__TRY IT__
Below are the records; count the lines in which "additions" occurs and report only that number.

[Collected data entries]
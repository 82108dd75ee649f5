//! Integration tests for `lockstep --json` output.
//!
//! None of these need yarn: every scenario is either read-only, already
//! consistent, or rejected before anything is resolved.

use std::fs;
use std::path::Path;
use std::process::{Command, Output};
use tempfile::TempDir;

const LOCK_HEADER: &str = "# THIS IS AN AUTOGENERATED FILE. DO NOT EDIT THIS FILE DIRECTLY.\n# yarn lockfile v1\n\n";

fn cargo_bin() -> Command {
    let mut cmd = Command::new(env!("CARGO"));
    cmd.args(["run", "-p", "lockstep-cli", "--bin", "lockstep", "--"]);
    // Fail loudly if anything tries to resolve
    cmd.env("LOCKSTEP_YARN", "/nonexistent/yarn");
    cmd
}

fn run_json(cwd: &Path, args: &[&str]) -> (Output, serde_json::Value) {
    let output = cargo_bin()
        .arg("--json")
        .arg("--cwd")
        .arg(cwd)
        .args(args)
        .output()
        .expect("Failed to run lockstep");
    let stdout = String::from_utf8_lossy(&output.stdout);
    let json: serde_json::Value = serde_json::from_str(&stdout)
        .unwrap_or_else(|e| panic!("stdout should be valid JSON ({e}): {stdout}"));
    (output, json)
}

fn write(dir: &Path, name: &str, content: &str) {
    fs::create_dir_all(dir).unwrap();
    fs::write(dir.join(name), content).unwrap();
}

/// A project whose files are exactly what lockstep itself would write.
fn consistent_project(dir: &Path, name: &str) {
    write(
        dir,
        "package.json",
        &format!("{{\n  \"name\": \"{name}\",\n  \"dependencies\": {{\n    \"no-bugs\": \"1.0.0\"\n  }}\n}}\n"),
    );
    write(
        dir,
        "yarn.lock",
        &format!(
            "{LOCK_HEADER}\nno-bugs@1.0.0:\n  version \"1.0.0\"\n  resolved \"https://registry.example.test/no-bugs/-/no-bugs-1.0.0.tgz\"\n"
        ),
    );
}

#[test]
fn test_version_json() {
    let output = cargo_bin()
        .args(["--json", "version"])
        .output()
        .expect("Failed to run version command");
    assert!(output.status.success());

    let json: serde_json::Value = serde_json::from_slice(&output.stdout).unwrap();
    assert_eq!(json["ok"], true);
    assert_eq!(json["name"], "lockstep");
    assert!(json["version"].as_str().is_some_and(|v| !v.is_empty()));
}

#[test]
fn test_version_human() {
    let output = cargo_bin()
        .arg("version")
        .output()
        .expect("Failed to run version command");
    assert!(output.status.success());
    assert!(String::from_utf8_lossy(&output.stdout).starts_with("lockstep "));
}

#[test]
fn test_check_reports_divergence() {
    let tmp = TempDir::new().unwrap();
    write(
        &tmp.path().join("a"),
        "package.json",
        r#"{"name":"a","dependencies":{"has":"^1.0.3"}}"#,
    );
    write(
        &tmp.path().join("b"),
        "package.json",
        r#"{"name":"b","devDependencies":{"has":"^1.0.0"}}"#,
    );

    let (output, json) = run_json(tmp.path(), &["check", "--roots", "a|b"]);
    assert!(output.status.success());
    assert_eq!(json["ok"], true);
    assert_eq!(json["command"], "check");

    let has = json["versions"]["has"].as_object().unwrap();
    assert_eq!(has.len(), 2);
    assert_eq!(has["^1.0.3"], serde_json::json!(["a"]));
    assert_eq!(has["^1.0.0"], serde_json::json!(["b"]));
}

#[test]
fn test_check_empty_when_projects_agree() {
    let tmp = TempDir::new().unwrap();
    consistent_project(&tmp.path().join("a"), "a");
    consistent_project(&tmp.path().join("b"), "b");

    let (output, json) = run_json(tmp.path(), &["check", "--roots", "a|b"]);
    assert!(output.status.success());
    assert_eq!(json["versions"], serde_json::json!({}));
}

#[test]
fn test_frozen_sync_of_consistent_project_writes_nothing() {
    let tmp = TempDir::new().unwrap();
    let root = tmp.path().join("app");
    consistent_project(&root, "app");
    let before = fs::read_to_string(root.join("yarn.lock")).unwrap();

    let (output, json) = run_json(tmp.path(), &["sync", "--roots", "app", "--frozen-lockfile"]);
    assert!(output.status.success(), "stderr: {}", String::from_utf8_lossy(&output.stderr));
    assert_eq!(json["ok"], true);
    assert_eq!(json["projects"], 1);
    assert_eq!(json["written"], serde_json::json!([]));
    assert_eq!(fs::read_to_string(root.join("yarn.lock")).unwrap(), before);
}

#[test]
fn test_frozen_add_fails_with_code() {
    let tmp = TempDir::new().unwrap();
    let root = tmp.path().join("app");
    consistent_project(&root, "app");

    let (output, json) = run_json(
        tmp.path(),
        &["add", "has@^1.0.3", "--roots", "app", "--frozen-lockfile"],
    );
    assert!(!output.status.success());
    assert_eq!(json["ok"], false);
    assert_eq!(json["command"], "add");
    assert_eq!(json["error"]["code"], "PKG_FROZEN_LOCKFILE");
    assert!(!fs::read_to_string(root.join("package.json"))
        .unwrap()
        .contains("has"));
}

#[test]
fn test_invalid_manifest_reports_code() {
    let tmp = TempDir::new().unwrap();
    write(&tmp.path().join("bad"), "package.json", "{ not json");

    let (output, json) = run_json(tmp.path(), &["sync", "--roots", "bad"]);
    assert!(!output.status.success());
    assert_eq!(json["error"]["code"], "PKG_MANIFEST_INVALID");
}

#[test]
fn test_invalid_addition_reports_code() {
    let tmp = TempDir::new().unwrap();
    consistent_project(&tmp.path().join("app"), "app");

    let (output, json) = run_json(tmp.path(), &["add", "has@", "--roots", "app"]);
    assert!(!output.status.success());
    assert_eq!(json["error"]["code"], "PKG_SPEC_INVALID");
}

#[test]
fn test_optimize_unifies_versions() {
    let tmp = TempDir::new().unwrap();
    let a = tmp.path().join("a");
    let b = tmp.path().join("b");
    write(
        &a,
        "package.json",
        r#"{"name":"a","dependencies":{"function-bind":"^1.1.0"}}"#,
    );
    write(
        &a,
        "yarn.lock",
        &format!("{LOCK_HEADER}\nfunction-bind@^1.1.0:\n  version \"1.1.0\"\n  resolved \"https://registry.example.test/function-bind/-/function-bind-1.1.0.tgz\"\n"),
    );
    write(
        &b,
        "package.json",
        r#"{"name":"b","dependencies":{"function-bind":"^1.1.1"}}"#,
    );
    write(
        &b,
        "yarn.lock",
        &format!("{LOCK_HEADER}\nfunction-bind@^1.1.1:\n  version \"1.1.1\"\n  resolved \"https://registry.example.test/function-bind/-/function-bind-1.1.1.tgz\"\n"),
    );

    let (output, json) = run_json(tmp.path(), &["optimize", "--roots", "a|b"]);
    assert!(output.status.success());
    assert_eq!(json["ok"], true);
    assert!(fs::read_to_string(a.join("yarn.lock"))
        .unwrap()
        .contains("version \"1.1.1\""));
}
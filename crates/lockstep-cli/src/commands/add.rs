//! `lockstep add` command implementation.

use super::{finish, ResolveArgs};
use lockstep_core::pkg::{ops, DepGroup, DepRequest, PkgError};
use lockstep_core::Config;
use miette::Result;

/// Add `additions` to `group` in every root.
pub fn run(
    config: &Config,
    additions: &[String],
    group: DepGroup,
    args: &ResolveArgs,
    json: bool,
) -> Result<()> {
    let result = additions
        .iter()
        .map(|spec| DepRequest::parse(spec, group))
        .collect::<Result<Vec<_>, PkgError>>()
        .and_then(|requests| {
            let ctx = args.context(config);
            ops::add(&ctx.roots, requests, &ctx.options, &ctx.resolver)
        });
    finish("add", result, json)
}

__REPLY TO THE TASK__
3